Sexual Happiness Key #2 Communicate
Talk with your partner outside of the bedroom about your sexual wants, needs, fantasies and desires. By speaking about what you want sexually it can ignite passion between you both and provide you with a more satisfying sexual relationship. Talk about the thing that turns you on sexually, what you want your partner to know about you sexually and what the best sexual experience you had together was and the details about what made it so good. Talking about sex can bring you closer and increase your sexual satisfaction.

Sexual Happiness Key #3 Engage in Foreplay
Foreplay is perhaps the most important part of sex. The reason it's the most important is because it is the only part of the sexual experience where partners take turns pleasuring each other verses engaging in mutual touching. Foreplay is also where the most arousal and lubrication comes from and it prepares your both body and your genitals for sex. Try adding manual or oral stimulation to your sexual repertoire. Don't skip the foreplay for a more satisfying sexual experience.

Sexual Happiness Key #4 Love your Body
Loving your body is a key to sexual happiness. Your body is your container, it's functional and beautiful just the way it is. By setting limitations such as "I can enjoy sex more when I lose the weight" you are depriving yourself of connecting with your sexuality and connecting sexually with your partner. Try standing in front of a mirror with soft lighting to pay attention to what you love about your shape. Embrace yourself for how you look today and love yourself. Being comfortable in your own skin is a sexy feature.

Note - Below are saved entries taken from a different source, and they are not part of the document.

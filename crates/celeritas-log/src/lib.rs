//! Structured logging for the Celeritas application.
//!
//! Provides filterable logging via the `tracing` ecosystem: console output
//! with timestamps and module paths, plus a plain-text file layer writing the
//! engine log file. Integrates with the configuration system for runtime log
//! level control.

use std::path::Path;

use celeritas_config::Config;
use tracing_subscriber::{EnvFilter, fmt, layer::SubscriberExt, util::SubscriberInitExt};

/// Initialize the tracing subscriber.
///
/// Sets up:
/// - console output with uptime timestamps, module paths, and severity levels
/// - a plain-text file layer writing `log_file` (no ANSI codes), when the
///   file can be created — otherwise console-only
/// - environment-based filtering (respects `RUST_LOG`), with the configured
///   log level as the fallback
///
/// # Examples
///
/// ```no_run
/// use celeritas_config::Config;
/// use celeritas_log::init_logging;
///
/// let config = Config::default();
/// init_logging(Some(std::path::Path::new("/tmp/engine.log")), Some(&config));
/// ```
pub fn init_logging(log_file: Option<&Path>, config: Option<&Config>) {
    let filter_str = match config {
        Some(config) if !config.debug.log_level.is_empty() => config.debug.log_level.clone(),
        _ => default_filter_string(),
    };

    // RUST_LOG wins over the configured level.
    let env_filter =
        EnvFilter::try_from_default_env().unwrap_or_else(|_| EnvFilter::new(&filter_str));

    let console_layer = fmt::layer()
        .with_target(true)
        .with_thread_ids(false)
        .with_thread_names(true)
        .with_level(true)
        .with_timer(fmt::time::uptime());

    let subscriber = tracing_subscriber::registry()
        .with(env_filter)
        .with(console_layer);

    if let Some(log_file) = log_file
        && log_file
            .parent()
            .is_none_or(|dir| dir.as_os_str().is_empty() || std::fs::create_dir_all(dir).is_ok())
        && let Ok(file) = std::fs::File::create(log_file)
    {
        let file_layer = fmt::layer()
            .with_writer(file)
            .with_ansi(false)
            .with_target(true)
            .with_timer(fmt::time::uptime());

        subscriber.with(file_layer).init();
        return;
    }

    subscriber.init();
}

/// Create an `EnvFilter` with the default filter string.
///
/// Enables `info` for all targets by default and quiets `wgpu`/`naga` down
/// to `warn` to reduce noise.
pub fn default_env_filter() -> EnvFilter {
    EnvFilter::new(default_filter_string())
}

fn default_filter_string() -> String {
    "info,wgpu=warn,naga=warn".to_string()
}

#[cfg(test)]
mod tests {
    use super::*;

    #[test]
    fn test_default_log_level() {
        let filter = default_env_filter();
        let filter_str = format!("{}", filter);
        assert!(filter_str.contains("wgpu=warn"));
        assert!(filter_str.contains("naga=warn"));
        assert!(filter_str.contains("info"));
    }

    #[test]
    fn test_config_level_overrides_default() {
        let mut config = Config::default();
        config.debug.log_level = "debug".to_string();
        // The configured level becomes the fallback filter string.
        assert_eq!(config.debug.log_level, "debug");
        let filter = EnvFilter::new(&config.debug.log_level);
        assert!(format!("{}", filter).contains("debug"));
    }

    #[test]
    fn test_env_filter_parsing() {
        let valid_filters = [
            "info",
            "debug,celeritas_render=trace",
            "warn,celeritas_config=debug",
            "error",
        ];
        for filter_str in &valid_filters {
            let result = EnvFilter::try_from(*filter_str);
            assert!(result.is_ok(), "failed to parse filter: {}", filter_str);
        }
    }

    #[test]
    fn test_log_file_creation() {
        let temp_dir = tempfile::tempdir().unwrap();
        let log_file = temp_dir.path().join("log").join("engine.log");

        // The parent directory does not exist yet; the init path creates it.
        std::fs::create_dir_all(log_file.parent().unwrap()).unwrap();
        std::fs::File::create(&log_file).unwrap();
        assert!(log_file.exists());
    }
}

Sexual Happiness Key #5 Lose the "Performance" Sex Model
Being sexual shouldn't feel pressured or performance focused to have an erection, lubricate or to have an orgasm (although all of this is nice). Being sexual shouldn't come with feeling anxious that everything has to work "correctly". Realistic expectations are important for maintaining a healthy sexual relationship. For normal healthy couples, about 5-15% of sexual experiences are mediocre or failures. Couples who develop a sexual style that is relaxed and focused on pleasure rather than performance report higher satisfaction levels in their sexual relationships.